The traditional ‘scientific’ at-home fertility measure has been basal body temperature (BBT).  As women move through their standard 28 day cycle their temperature spikes as they begin to ovulate.  But temperature can be affected by illness or exertion.

New research points to fluctuations in heart rate and sleep as additional measures of fertility — both of which can be calculated at home with wearable tech.

Changes in estrogen and progesterone levels impact the cardiovascular system: there is a considerable uptick in pulse rate during ovulation. This change in heart rate as a predictor of fertility holds true even for women with irregular, highly variable cycles—a group that can especially benefit, given historical difficulties in measuring their fertility with standard means.  Wearable tech has now sophisticated the assessment of these other changes that help mark ovulation.

What about sleep?

Circadian rhythms impact menstruation, and menstruation affects our circadian rhythms.  Disruptions in sleep and circadian rhythms has been linked to decreased fertility and compromised health. Scientific studies are underway to research whether enhanced sleep can improve outcomes in women undergoing in vitro fertilization and on how stress and sleep disturbances might impact fertility. But there is no question that a good night’s sleep fosters health.

Beyond sperm count

It’s not just women who can benefit from tracking physiological markers. Recent research on male fertility have implicated diet, oxidative stress, heat stress, intense exercise, moderate exercise, sleep deprivation and even late bedtime as drivers of male fertility. Wearable tech that enables men to measure sleep, activity, pulse and temperature may find themselves ahead of the curve when they decide it’s time to reproduce. Our fertility depends on our health.  Wearable tech keeps us healthy by tracking physiological changes with ease.

Don’t stress about it

For both men and women, stress is linked to reproductive health. Taking ownership of fertility tracking can actually ameliorate stress that might compromise your health or fertility.

It’s complicated

For something so central to our lives and our designs as humans, not every aspect of reproduction is understood. New factors continue to emerge: A recent study found that a gene linked to coronary heart disease (and present in Egyptian mummies) has persisted in humans because it confers a reproductive advantage in both men and women. Another study discovered that mice who ‘smoke’ (exposed to cigarettes) compromise the fertility of not only their children but their grandchildren.

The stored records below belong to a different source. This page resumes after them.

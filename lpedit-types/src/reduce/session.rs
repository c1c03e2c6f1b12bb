use crate::{Pod, SessionState};

use super::Reduced;

pub(super) fn start(state: &mut SessionState) -> Reduced {
    state.is_started = true;
    state.stop_error = None;
    state.pod = Pod::new();
    Reduced::Session
}

/// A stop without an error keeps the previous error visible; only the next
/// start clears it.
pub(super) fn stop(state: &mut SessionState, error: Option<&str>) -> Reduced {
    if let Some(err) = error {
        state.stop_error = Some(err.to_string());
    }
    state.is_started = false;
    state.progress = None;
    state.pod = Pod::new();
    Reduced::Session
}

pub(super) fn progress(state: &mut SessionState, percent: i32) -> Reduced {
    state.progress = Some(percent);
    Reduced::Progress
}

pub(super) fn init_done(state: &mut SessionState) -> Reduced {
    state.progress = None;
    Reduced::Progress
}
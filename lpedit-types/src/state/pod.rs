//! Root aggregate for one connected device session.

use serde::{Deserialize, Serialize};

use super::parameter::null_as_empty;
use super::preset::Preset;
use super::set::Set;
use crate::{PresetId, SetId};

/// All sets of the connected device plus the device's active selection.
///
/// `current_set_id` and `current_preset_id` are slot indices into `sets` and
/// `sets[current_set_id].presets`. They coincide with the entities' own ids
/// whenever events arrive in contiguous order.
#[derive(Debug, Clone, Default, PartialEq, Serialize, Deserialize)]
#[serde(rename_all = "camelCase", default)]
pub struct Pod {
    #[serde(deserialize_with = "null_as_empty")]
    pub sets: Vec<Set>,
    #[serde(skip_serializing_if = "Option::is_none")]
    pub current_set_id: Option<SetId>,
    #[serde(skip_serializing_if = "Option::is_none")]
    pub current_preset_id: Option<PresetId>,
}

impl Pod {
    pub fn new() -> Self {
        Self::default()
    }

    pub fn set(&self, id: SetId) -> Option<&Set> {
        self.sets.get(id.get())
    }

    pub fn current_set(&self) -> Option<&Set> {
        self.set(self.current_set_id?)
    }

    /// The preset the device has active, if both selection slots resolve.
    pub fn current_preset(&self) -> Option<&Preset> {
        self.current_set()?.preset(self.current_preset_id?)
    }

    pub fn current_preset_mut(&mut self) -> Option<&mut Preset> {
        let set = self.current_set_id?.get();
        let preset = self.current_preset_id?.get();
        self.sets.get_mut(set)?.presets.get_mut(preset)
    }

    pub fn preset_count(&self) -> usize {
        self.sets.iter().map(|s| s.presets.len()).sum()
    }
}
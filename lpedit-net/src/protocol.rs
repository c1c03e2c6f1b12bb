//! Wire protocol between the editor and the backend.

use serde::{Deserialize, Serialize};

use lpedit_types::{BackendCommand, NamedEvent};

/// Identifier the backend assigns to each connected editor.
#[derive(Debug, Clone, Copy, PartialEq, Eq, Hash, Serialize, Deserialize)]
pub struct ClientId(pub u64);

impl ClientId {
    pub fn new(id: u64) -> Self {
        Self(id)
    }
}

/// An attached device the backend can open a session on.
#[derive(Debug, Clone, PartialEq, Eq, Serialize, Deserialize)]
pub struct DeviceInfo {
    /// Identifier passed back in `BackendCommand::Start`.
    pub id: String,
    /// Human-readable name.
    pub name: String,
}

/// Messages sent from editor to backend.
#[derive(Debug, Clone, Serialize, Deserialize)]
pub enum ClientMessage {
    /// Initial handshake.
    Hello { client_name: String },
    /// Fire-and-forget request for the device.
    Command(BackendCommand),
    /// Clean disconnection.
    Goodbye,
    /// Keepalive ping.
    Ping,
}

/// Messages sent from backend to editor.
#[derive(Debug, Clone, Serialize, Deserialize)]
pub enum ServerMessage {
    /// Handshake accepted.
    Welcome { client_id: ClientId },
    /// A named event from the device session.
    Event(NamedEvent),
    /// Answer to `BackendCommand::ListDevices`.
    Devices { devices: Vec<DeviceInfo> },
    /// Response to Ping.
    Pong,
    /// Backend is shutting down.
    Shutdown,
    /// Error message.
    Error { message: String },
}
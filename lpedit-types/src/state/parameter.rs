//! Editable preset parameter as reported by the backend.

use serde::{Deserialize, Serialize};

use crate::ParameterId;

/// One editable value (numeric or enumerated) within a preset.
///
/// Enumerated parameters carry their choices in `allowed_value` and keep the
/// selected choice in `value`. Numeric parameters leave `allowed_value` empty
/// and are bounded by `min..=max`.
#[derive(Debug, Clone, Default, PartialEq, Serialize, Deserialize)]
#[serde(rename_all = "camelCase", default)]
pub struct Parameter {
    pub id: ParameterId,
    pub name: String,
    #[serde(rename = "type")]
    pub kind: String,
    pub value: String,
    pub value_number: f32,
    #[serde(deserialize_with = "null_as_empty")]
    pub allowed_value: Vec<String>,
    pub min: i32,
    pub max: i32,
}

impl Parameter {
    /// Numeric parameter with the given range, current value taken from `value_number`.
    pub fn numeric(id: ParameterId, name: &str, value_number: f32, min: i32, max: i32) -> Self {
        Self {
            id,
            name: name.to_string(),
            kind: String::new(),
            value: value_number.to_string(),
            value_number,
            allowed_value: Vec::new(),
            min,
            max,
        }
    }

    /// Enumerated parameter; `value` must be one of `choices`.
    pub fn enumerated(id: ParameterId, name: &str, value: &str, choices: &[&str]) -> Self {
        Self {
            id,
            name: name.to_string(),
            kind: String::new(),
            value: value.to_string(),
            value_number: 0.0,
            allowed_value: choices.iter().map(|c| c.to_string()).collect(),
            min: 0,
            max: 0,
        }
    }

    pub fn is_enumerated(&self) -> bool {
        !self.allowed_value.is_empty()
    }

    pub fn in_range(&self, value: f64) -> bool {
        value >= f64::from(self.min) && value <= f64::from(self.max)
    }

    /// Whether `value` satisfies this parameter's invariant: membership for
    /// enumerated parameters, parse-and-range for numeric ones.
    pub fn accepts(&self, value: &str) -> bool {
        if self.is_enumerated() {
            return self.allowed_value.iter().any(|v| v == value);
        }
        value
            .trim()
            .parse::<f64>()
            .map(|v| v.is_finite() && self.in_range(v))
            .unwrap_or(false)
    }

    /// Store `value` as the current value. Numeric parameters also refresh
    /// `value_number` when the text parses.
    pub fn assign(&mut self, value: &str) {
        self.value = value.to_string();
        if !self.is_enumerated() {
            if let Ok(v) = value.trim().parse::<f32>() {
                self.value_number = v;
            }
        }
    }
}

/// The backend serializes empty Go slices as `null`.
pub(crate) fn null_as_empty<'de, D, T>(deserializer: D) -> Result<Vec<T>, D::Error>
where
    D: serde::Deserializer<'de>,
    T: Deserialize<'de>,
{
    Ok(Option::<Vec<T>>::deserialize(deserializer)?.unwrap_or_default())
}
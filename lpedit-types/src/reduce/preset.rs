use crate::{Preset, PresetId, SessionState, Set, SetId};

use super::{upsert_by_position, Reduced};

pub(super) fn reduce(state: &mut SessionState, preset: &Preset) -> Reduced {
    let set_index = preset.set_id.get();
    let sets = &mut state.pod.sets;

    // Fill the gap up to the referenced set so the index resolves.
    let placeholders = (set_index + 1).saturating_sub(sets.len());
    while sets.len() <= set_index {
        let id = SetId::new(sets.len());
        sets.push(Set::placeholder(id));
    }

    let outcome = upsert_by_position(
        &mut sets[set_index].presets,
        preset.id.get(),
        preset.clone(),
        |p| p.id.get(),
    );
    state.pod.current_set_id = Some(SetId::new(set_index));
    state.pod.current_preset_id = Some(PresetId::new(outcome.slot()));

    Reduced::Preset {
        placeholders,
        outcome,
    }
}
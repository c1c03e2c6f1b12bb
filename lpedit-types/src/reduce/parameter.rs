use crate::{Parameter, ParameterId, SessionState};

use super::{upsert_by_position, Reduced};

/// Parameter events only ever target the selected preset.
pub(super) fn reduce(state: &mut SessionState, parameter: &Parameter) -> Reduced {
    match state.pod.current_preset_mut() {
        Some(preset) => Reduced::Parameter(upsert_by_position(
            &mut preset.parameters,
            parameter.id.get(),
            parameter.clone(),
            |p| p.id.get(),
        )),
        None => Reduced::NoSelection,
    }
}

/// Optimistically store `value` on the selected preset's parameter.
///
/// Returns the parameter as it was before the change, or `None` when nothing
/// is selected or the position holds no parameter. Local values never append;
/// only device echoes go through [`upsert_by_position`].
pub fn apply_local_value(
    state: &mut SessionState,
    parameter_id: ParameterId,
    value: &str,
) -> Option<Parameter> {
    let parameter = state.pod.current_preset_mut()?.parameter_mut(parameter_id)?;
    let previous = parameter.clone();
    parameter.assign(value);
    Some(previous)
}

#[cfg(test)]
mod tests {
    use super::*;
    use crate::reduce::UpsertOutcome;
    use crate::{Preset, PresetId, Set, SetId};

    fn selected_state() -> SessionState {
        let mut preset = Preset::new(PresetId::new(0), SetId::new(0), "P1");
        for i in 0..4 {
            preset
                .parameters
                .push(Parameter::numeric(ParameterId::new(i), "p", 0.0, 0, 300));
        }
        let mut set = Set::new(SetId::new(0), "A");
        set.presets.push(preset);
        let mut state = SessionState::new();
        state.pod.sets.push(set);
        state.pod.current_set_id = Some(SetId::new(0));
        state.pod.current_preset_id = Some(PresetId::new(0));
        state
    }

    #[test]
    fn replaces_parameter_on_selected_preset() {
        let mut state = selected_state();
        let mut tempo = Parameter::numeric(ParameterId::new(3), "Tempo", 90.0, 40, 220);
        tempo.value = "90".into();
        assert_eq!(reduce(&mut state, &tempo), Reduced::Parameter(UpsertOutcome::Replaced(3)));
        let current = state.pod.current_preset().unwrap();
        assert_eq!(current.parameters[3].value, "90");
        assert_eq!(current.parameters.len(), 4);
    }

    #[test]
    fn no_selection_is_a_noop() {
        let mut state = selected_state();
        state.pod.current_preset_id = None;
        let before = state.clone();
        let param = Parameter::numeric(ParameterId::new(0), "Gain", 1.0, 0, 10);
        assert_eq!(reduce(&mut state, &param), Reduced::NoSelection);
        assert_eq!(state, before);
    }

    #[test]
    fn dangling_selection_is_a_noop() {
        let mut state = selected_state();
        state.pod.current_preset_id = Some(PresetId::new(7));
        let before = state.clone();
        let param = Parameter::numeric(ParameterId::new(0), "Gain", 1.0, 0, 10);
        assert_eq!(reduce(&mut state, &param), Reduced::NoSelection);
        assert_eq!(state, before);
    }

    #[test]
    fn same_parameter_twice_is_idempotent() {
        let mut once = selected_state();
        let param = Parameter::numeric(ParameterId::new(1), "Gain", 7.0, 0, 10);
        reduce(&mut once, &param);
        let mut twice = once.clone();
        reduce(&mut twice, &param);
        assert_eq!(once, twice);
    }

    #[test]
    fn local_value_returns_previous() {
        let mut state = selected_state();
        let previous = apply_local_value(&mut state, ParameterId::new(3), "128").unwrap();
        assert_eq!(previous.value, "0");
        let now = state.pod.current_preset().unwrap().parameter(ParameterId::new(3)).unwrap();
        assert_eq!(now.value, "128");
        assert!((now.value_number - 128.0).abs() < f32::EPSILON);
    }

    #[test]
    fn local_value_without_target_is_none() {
        let mut state = selected_state();
        assert!(apply_local_value(&mut state, ParameterId::new(10), "1").is_none());
        state.pod.current_set_id = None;
        assert!(apply_local_value(&mut state, ParameterId::new(0), "1").is_none());
    }
}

The nuanced of mechanics of fertility (beyond ‘the birds and the bees’) are still unfolding. So the more we learn about physiological markers of fertility, the better we can leverage wearable tech — and the specific knowledge about our bodies they help us collect.

For women who are trying to conceive, tech assisted fertility awareness helps them time intercourse to get pregnant quicker. For those women who want to remain sexually active without pregnancy, tech-assisted fertility awareness has proven as effective as hormonal contraception (‘the pill’) in avoiding pregnancy.

Either way, when it comes to fertility awareness, 18th century genius Benjamin Franklin’s quote remains apt: “If you fail to plan, you are planning to fail!” Fortunately, today’s wearable tech offers us planning tools even the inventive Franklin could only have dreamt of.